One of the recurring themes in our conversation to date has been whether critique – understood as the theorisation of the potential for political action oriented to social transformation – needs the concept of an “outside”. Sinthome’s most recent response clarifies the strategic significance of wanting to identify an “outside”:

when advancing the thesis that no form of domination ever completely subsumes the dominated, I am specifically thinking of historicism and Foucaultian power structures. With regard to historicism, I am objecting to the common thesis that everything is determined by its historical context, such that nothing new can appear that isn’t already saturated by this context.

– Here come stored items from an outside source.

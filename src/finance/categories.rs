// Copyright (c) AlphaVelocity.
// All rights reserved.
//
// This source code is licensed under the license found in the
// LICENSE file in the root directory of this source tree.

use crate::errors::{FinanceError, FinanceResult};
use crate::models::{Category, TransactionType, new_id};

const DEFAULT_EXPENSE: &[&str] = &[
    "Food & Beverage",
    "Daily Living",
    "Clothing",
    "Cosmetics",
    "Transportation",
    "Healthcare",
    "Entertainment",
    "Education",
    "Housing",
    "Utilities",
    "Insurance",
    "Shopping",
    "Others",
];

const DEFAULT_INCOME: &[&str] = &[
    "Salary",
    "Allowance",
    "Side Hustle",
    "Investment",
    "Gift",
    "Others",
];

pub fn default_categories() -> Vec<Category> {
    let expense = DEFAULT_EXPENSE
        .iter()
        .map(|name| (*name, TransactionType::Expense));
    let income = DEFAULT_INCOME
        .iter()
        .map(|name| (*name, TransactionType::Income));
    expense
        .chain(income)
        .map(|(name, ty)| Category {
            id: new_id(),
            name: name.to_string(),
            r#type: ty,
            is_default: true,
            is_hidden: false,
        })
        .collect()
}

/// Installs the defaults into an empty list. Returns how many were added.
pub fn seed_defaults(categories: &mut Vec<Category>) -> usize {
    if !categories.is_empty() {
        return 0;
    }
    categories.extend(default_categories());
    categories.len()
}

pub fn add_category(categories: &mut Vec<Category>, name: &str, ty: TransactionType) -> Category {
    let category = Category {
        id: new_id(),
        name: name.trim().to_string(),
        r#type: ty,
        is_default: false,
        is_hidden: false,
    };
    categories.push(category.clone());
    category
}

pub fn visible_by_type(categories: &[Category], ty: TransactionType) -> Vec<&Category> {
    categories
        .iter()
        .filter(|c| c.r#type == ty && !c.is_hidden)
        .collect()
}

/// Looks a category up by id first, then by exact name.
pub fn resolve<'a>(categories: &'a [Category], key: &str) -> FinanceResult<&'a Category> {
    let key = key.trim();
    categories
        .iter()
        .find(|c| c.id == key)
        .or_else(|| categories.iter().find(|c| c.name == key))
        .ok_or_else(|| FinanceError::not_found("Category", key))
}

pub fn toggle_hidden(categories: &mut [Category], id: &str) -> FinanceResult<bool> {
    let category = categories
        .iter_mut()
        .find(|c| c.id == id)
        .ok_or_else(|| FinanceError::not_found("Category", id))?;
    category.is_hidden = !category.is_hidden;
    Ok(category.is_hidden)
}

/// Renames in place. Transactions keep the old name, so budgets for this
/// category stop matching them.
pub fn rename(categories: &mut [Category], id: &str, name: &str) -> FinanceResult<()> {
    let category = categories
        .iter_mut()
        .find(|c| c.id == id)
        .ok_or_else(|| FinanceError::not_found("Category", id))?;
    category.name = name.trim().to_string();
    Ok(())
}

With regard to Foucault (perhaps one could add Butler), I have in mind the thesis that all social relations are determined by structures of power. Foucault, of course, complicates this with his thesis that all structures of power produce their own resistence; yet these structures of resistance are nonetheless part and parcel of the field of power. Consequently I suppose I am asking whether an outside is possible.

This is what I would have suspected: the conviction that critique must be founded on something “outside” social context generally does derive from the perceptions that:

(1) the social context is essentially “one dimensional” – that it generates solely those forms of practice and subjectivity reproduce the current form of social life in some kind of static loop or linear pattern; and

(2) socialisation should be conceptualised in terms of “power” – a concept which, in spite of Foucault’s best efforts – tends to be wielded as an essentially “negative” concept, flattening the notion of socialisation into the notion of constraint, prohibition or domination, and therefore orienting the concept of socialisation to the reproduction of the existing social order.

I think that Sinthome is correct both in pointing to Foucault’s efforts to turn the concept of “power” into something more potentially productive and creative, and in concluding that, even in Foucault’s own work, this concept in practice functions rather similarly to Weber’s notion of the “iron cage”. If Foucault had wanted to take seriously the notion of power as a productive, as well as a constraining, force in socialisation, you would have expected him to wed his analysis of qualitative transformations in kinds of power, with an analysis of how these qualitative shifts are also associated with the emergence of historically specific practices and subjectivities driving toward specific kinds of freedom. Such an analytical strategy could have made it possible for Foucault then to explain his own critical standpoint immanently, by indicating how it reflects the potentials of a given historical moment.

Instead, in practice, Foucault’s analyses of power often fall back into something like an unmasking and debunking form of critique. The standpoint from which Foucault makes these unmasking and debunking moves is generally not clarified. Instead, when Foucault does speak explicitly about his critical standpoint, he often does something rather similar to what Sinthome has also been doing in recent posts: he talks about how moving “outside” our current time, and examining the alternative potentials expressed in different historical moments, equips us to think differently about the present. Foucault’s own practice therefore reinforces the sense that he has not successfully conceptualised power as more than a negative constraint. (Note: I am far from an expert in Foucault’s work, so I am happy to be persuaded that he uses more sophisticated strategies in specific writings – from my point of view, this would simply mean that Foucault at some point more fully expresses the potentials I believe do lurk in some of his concepts, but which he often doesn’t seem to follow to their critical conclusions.)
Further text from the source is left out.